Sejatinya, kerelawanan adalah sari diri bangsa ini. Apa yang sering kita sebut sebagai gotong royong adalah karakter terkuat suku-suku di Nusantara. Tidaklah mengherankan kemudian, ketika hampir semua masalah-masalah yang dihadapi oleh bangsa ini bisa selesai karena semanagat gotong royong. Perjuangan untuk kemerdekaan dapat terwujud karena tidak sedikit sukarelawan mengambil bagian di dalamnya. Bergulirnya reformasi tahun 1998, sebab di sana banyak sukarelawan yang bahu membahu memaksa penguasa untuk berhenti berkuasa. Atau, ketika terjadi bencana tsunami di Aceh. Begitu juga, munculnya solidaritas untuk memperkuat KPK dari ancaman pelemahan dan saat hadirnya Gerakan Kawal Pemilu 2014, yang melibatkan 700 sukarelawan.

Sayangnya, nilai gotong royong ini makin hari makin susut keberadaan penganutnya. Maka ketika muncul komunitas-komunitas yang melembagakan diri, merepresentasikan berbagai macam bentuk sebagai respon atas permasalahan sosial yang dihadapi bangsa ini patut disyukuri. Model-model kerelawanan dalam wadah komunitas-komunitas adalah gotong royong yang di-entertain-kan. Menariknya, gerakan-gerakan kerelawanan yang melembagakan diri secara lentur ini, didominasi oleh partisipan dari kaum muda, yang sering dituduh sebagai generasi yang abai terhadap soal-soal di luar dirinya dan lebih mementingkan dirinya sendiri.

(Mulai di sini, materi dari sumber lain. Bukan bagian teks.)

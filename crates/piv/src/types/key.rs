use std::fmt;

use iso7816_tlv::ber::Tlv;
use zeroize::{Zeroize, ZeroizeOnDrop, Zeroizing};

use crate::constants::tags;
use crate::tlv::{find_primitive, parse_all};
use crate::types::{KeyFamily, KeyType};
use crate::{Error, Result};

/// Public half of a slot key
#[derive(Debug, Clone, PartialEq, Eq)]
pub enum PublicKey {
    /// RSA modulus and public exponent
    Rsa {
        /// One of the RSA key types
        key_type: KeyType,
        /// Big-endian modulus
        modulus: Vec<u8>,
        /// Big-endian public exponent
        exponent: Vec<u8>,
    },
    /// Uncompressed SEC1 point for the NIST curves, raw 32 bytes for Curve25519 keys
    Ecc {
        /// Curve of the point
        key_type: KeyType,
        /// Encoded point
        point: Vec<u8>,
    },
}

impl PublicKey {
    /// Key type of the slot key
    pub const fn key_type(&self) -> KeyType {
        match self {
            Self::Rsa { key_type, .. } | Self::Ecc { key_type, .. } => *key_type,
        }
    }

    /// Family used to match peers in key agreement
    pub const fn family(&self) -> KeyFamily {
        self.key_type().family()
    }

    /// Decode the children of a public key template (`7F49` or metadata `04`)
    pub(crate) fn from_template(key_type: KeyType, children: &[Tlv]) -> Result<Self> {
        if key_type.is_rsa() {
            let modulus = find_primitive(children, tags::RSA_MODULUS)?
                .ok_or(Error::ProtocolViolation("public key without modulus"))?;
            let exponent = find_primitive(children, tags::RSA_EXPONENT)?
                .ok_or(Error::ProtocolViolation("public key without exponent"))?;
            return Ok(Self::Rsa {
                key_type,
                modulus: modulus.to_vec(),
                exponent: exponent.to_vec(),
            });
        }

        let point = find_primitive(children, tags::EC_POINT)?
            .ok_or(Error::ProtocolViolation("public key without point"))?;
        let expected = match key_type.family() {
            KeyFamily::EccP256 | KeyFamily::EccP384 => 1 + 2 * key_type.size(),
            _ => key_type.size(),
        };
        if point.len() != expected {
            return Err(Error::ProtocolViolation("public key point has the wrong length"));
        }

        Ok(Self::Ecc {
            key_type,
            point: point.to_vec(),
        })
    }

    /// Decode a public key template given as raw TLV bytes
    pub(crate) fn from_template_bytes(key_type: KeyType, bytes: &[u8]) -> Result<Self> {
        Self::from_template(key_type, &parse_all(bytes)?)
    }
}

/// Private key material for import
///
/// All components are wiped on drop.
#[derive(Clone, Zeroize, ZeroizeOnDrop)]
pub enum PrivateKey {
    /// RSA CRT components, each half the modulus length
    Rsa {
        /// One of the RSA key types
        #[zeroize(skip)]
        key_type: KeyType,
        /// First prime
        p: Vec<u8>,
        /// Second prime
        q: Vec<u8>,
        /// d mod (p - 1)
        dp: Vec<u8>,
        /// d mod (q - 1)
        dq: Vec<u8>,
        /// q^-1 mod p
        qinv: Vec<u8>,
    },
    /// Private scalar for the NIST curves
    Ecc {
        /// Curve of the scalar
        #[zeroize(skip)]
        key_type: KeyType,
        /// Big-endian private scalar
        scalar: Vec<u8>,
    },
    /// Ed25519 signing key
    Ed25519 {
        /// 32 byte seed
        seed: Vec<u8>,
    },
    /// X25519 agreement key
    X25519 {
        /// 32 byte scalar
        scalar: Vec<u8>,
    },
}

impl PrivateKey {
    /// Key type the slot will report
    pub const fn key_type(&self) -> KeyType {
        match self {
            Self::Rsa { key_type, .. } | Self::Ecc { key_type, .. } => *key_type,
            Self::Ed25519 { .. } => KeyType::Ed25519,
            Self::X25519 { .. } => KeyType::X25519,
        }
    }

    /// Check component lengths against the key type
    pub(crate) fn validate(&self) -> Result<()> {
        let key_type = self.key_type();
        let ok = match self {
            Self::Rsa { p, q, dp, dq, qinv, .. } => {
                key_type.is_rsa()
                    && [p, q, dp, dq, qinv]
                        .iter()
                        .all(|part| !part.is_empty() && part.len() <= key_type.size() / 2)
            }
            Self::Ecc { scalar, .. } => {
                matches!(key_type, KeyType::EccP256 | KeyType::EccP384)
                    && scalar.len() == key_type.size()
            }
            Self::Ed25519 { seed: bytes } | Self::X25519 { scalar: bytes } => bytes.len() == 32,
        };

        if ok {
            Ok(())
        } else {
            Err(Error::InvalidArgument(format!(
                "private key components do not match {key_type}"
            )))
        }
    }

    /// Encode the import data field, policies excluded
    pub(crate) fn encode(&self) -> Zeroizing<Vec<u8>> {
        let mut out = Zeroizing::new(Vec::new());
        match self {
            Self::Rsa { key_type, p, q, dp, dq, qinv } => {
                let width = key_type.size() / 2;
                for (tag, part) in [
                    (tags::IMPORT_RSA_P, p),
                    (tags::IMPORT_RSA_Q, q),
                    (tags::IMPORT_RSA_DP, dp),
                    (tags::IMPORT_RSA_DQ, dq),
                    (tags::IMPORT_RSA_QINV, qinv),
                ] {
                    // Components are left padded to half the modulus length
                    let mut padded = Zeroizing::new(vec![0u8; width - part.len()]);
                    padded.extend_from_slice(part);
                    crate::tlv::write(&mut out, &[tag], &padded);
                }
            }
            Self::Ecc { scalar, .. } => crate::tlv::write(&mut out, &[tags::IMPORT_EC_PRIVATE], scalar),
            Self::Ed25519 { seed } => crate::tlv::write(&mut out, &[tags::IMPORT_ED25519], seed),
            Self::X25519 { scalar } => crate::tlv::write(&mut out, &[tags::IMPORT_X25519], scalar),
        }
        out
    }
}

impl fmt::Debug for PrivateKey {
    fn fmt(&self, f: &mut fmt::Formatter<'_>) -> fmt::Result {
        f.debug_struct("PrivateKey")
            .field("key_type", &self.key_type())
            .field("material", &"[REDACTED]")
            .finish()
    }
}

/// Output of a key agreement, wiped on drop
#[derive(Clone, PartialEq, Eq, Zeroize, ZeroizeOnDrop)]
pub struct SharedSecret(Vec<u8>);

impl SharedSecret {
    pub(crate) const fn new(bytes: Vec<u8>) -> Self {
        Self(bytes)
    }

    /// Raw shared secret
    pub fn as_bytes(&self) -> &[u8] {
        &self.0
    }
}

impl fmt::Debug for SharedSecret {
    fn fmt(&self, f: &mut fmt::Formatter<'_>) -> fmt::Result {
        write!(f, "SharedSecret([REDACTED; {}])", self.0.len())
    }
}

/// Raw signature bytes as returned by the token
///
/// DER encoded for ECDSA, raw for RSA and Ed25519.
#[derive(Debug, Clone, PartialEq, Eq)]
pub struct Signature(pub Vec<u8>);

impl AsRef<[u8]> for Signature {
    fn as_ref(&self) -> &[u8] {
        &self.0
    }
}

Rasanya, amat penting saya ajukan hasil riset dari harian Kompas, Kamis 19 Mei 2016, tentang media dan gerakan kerelawanan. Disebutkannya bahwa kemunculan gerakan kerelawanan tidak terlepas dari media yang menjadi medium komunikasi ataupun wadah gerakan tersebut. Media ini berubah dari masa ke masa, dipengaruhi perkembangan teknologi. Sifat dan jenis media ini kemudian memengaruhi skala, wujud dan intensitas gerakan.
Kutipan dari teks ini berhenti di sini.